• [Input]:
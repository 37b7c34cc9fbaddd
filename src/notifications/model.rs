//! Notification request types.

use chrono::{DateTime, Utc};
use serde::{Deserialize, Serialize};
use uuid::Uuid;

use crate::onboarding::model::{ContentItem, PrivateProfile, UserEntity};

/// Discriminator for the onboarding notifications.
#[derive(Debug, Clone, Copy, PartialEq, Eq, Hash, Serialize, Deserialize)]
#[serde(rename_all = "snake_case")]
pub enum NotificationKind {
    Welcome,
    PersonalFollowup,
    CreatorGuide,
    InterestingMarkets,
}

impl NotificationKind {
    pub const ALL: [NotificationKind; 4] = [
        Self::Welcome,
        Self::PersonalFollowup,
        Self::CreatorGuide,
        Self::InterestingMarkets,
    ];

    /// Subject line handed to the delivery layer.
    pub fn subject(&self) -> &'static str {
        match self {
            Self::Welcome => "Welcome! Here's how to get started",
            Self::PersonalFollowup => "How are you finding things so far?",
            Self::CreatorGuide => "Your guide to creating great markets",
            Self::InterestingMarkets => "Interesting markets picked for you",
        }
    }
}

impl std::fmt::Display for NotificationKind {
    fn fmt(&self, f: &mut std::fmt::Formatter<'_>) -> std::fmt::Result {
        let s = match self {
            Self::Welcome => "welcome",
            Self::PersonalFollowup => "personal_followup",
            Self::CreatorGuide => "creator_guide",
            Self::InterestingMarkets => "interesting_markets",
        };
        write!(f, "{s}")
    }
}

impl std::str::FromStr for NotificationKind {
    type Err = String;
    fn from_str(s: &str) -> Result<Self, Self::Err> {
        match s {
            "welcome" => Ok(Self::Welcome),
            "personal_followup" => Ok(Self::PersonalFollowup),
            "creator_guide" => Ok(Self::CreatorGuide),
            "interesting_markets" => Ok(Self::InterestingMarkets),
            _ => Err(format!("Unknown notification kind: {s}")),
        }
    }
}

/// Notification content. Each kind carries exactly the payload it needs.
#[derive(Debug, Clone, PartialEq, Serialize, Deserialize)]
#[serde(tag = "kind", rename_all = "snake_case")]
pub enum Notification {
    Welcome,
    PersonalFollowup,
    CreatorGuide,
    InterestingMarkets { contracts: Vec<ContentItem> },
}

impl Notification {
    pub fn kind(&self) -> NotificationKind {
        match self {
            Self::Welcome => NotificationKind::Welcome,
            Self::PersonalFollowup => NotificationKind::PersonalFollowup,
            Self::CreatorGuide => NotificationKind::CreatorGuide,
            Self::InterestingMarkets { .. } => NotificationKind::InterestingMarkets,
        }
    }
}

/// Recipient details copied out of the user and private profile.
#[derive(Debug, Clone, PartialEq, Serialize, Deserialize)]
pub struct Recipient {
    pub user_id: String,
    pub name: String,
    pub username: String,
    #[serde(default, skip_serializing_if = "Option::is_none")]
    pub email: Option<String>,
}

impl Recipient {
    pub fn new(user: &UserEntity, profile: &PrivateProfile) -> Self {
        Self {
            user_id: user.id.clone(),
            name: user.name.clone(),
            username: user.username.clone(),
            email: profile.email.clone(),
        }
    }
}

/// A request to deliver a notification at `deliver_at`.
#[derive(Debug, Clone, PartialEq, Serialize, Deserialize)]
pub struct ScheduledNotification {
    pub id: Uuid,
    pub recipient: Recipient,
    pub notification: Notification,
    pub deliver_at: DateTime<Utc>,
    pub created_at: DateTime<Utc>,
}

impl ScheduledNotification {
    /// Build a request stamped with the run's invocation instant.
    pub fn new(
        recipient: Recipient,
        notification: Notification,
        deliver_at: DateTime<Utc>,
        created_at: DateTime<Utc>,
    ) -> Self {
        Self {
            id: Uuid::new_v4(),
            recipient,
            notification,
            deliver_at,
            created_at,
        }
    }

    pub fn kind(&self) -> NotificationKind {
        self.notification.kind()
    }
}

/// What the notification service did with a request.
#[derive(Debug, Clone, PartialEq, Eq, Serialize)]
#[serde(tag = "status", rename_all = "snake_case")]
pub enum DispatchReceipt {
    /// Queued for delivery.
    Accepted,
    /// Already queued for this user and kind.
    Duplicate,
    /// Not queued because of the recipient's preferences.
    Suppressed { reason: String },
}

• [Brief]: Look through the entries and find each line that has the string "Result". Copy those lines.

• [Your response]:
    fn fmt(&self, f: &mut std::fmt::Formatter<'_>) -> std::fmt::Result {
    fn from_str(s: &str) -> Result<Self, Self::Err> {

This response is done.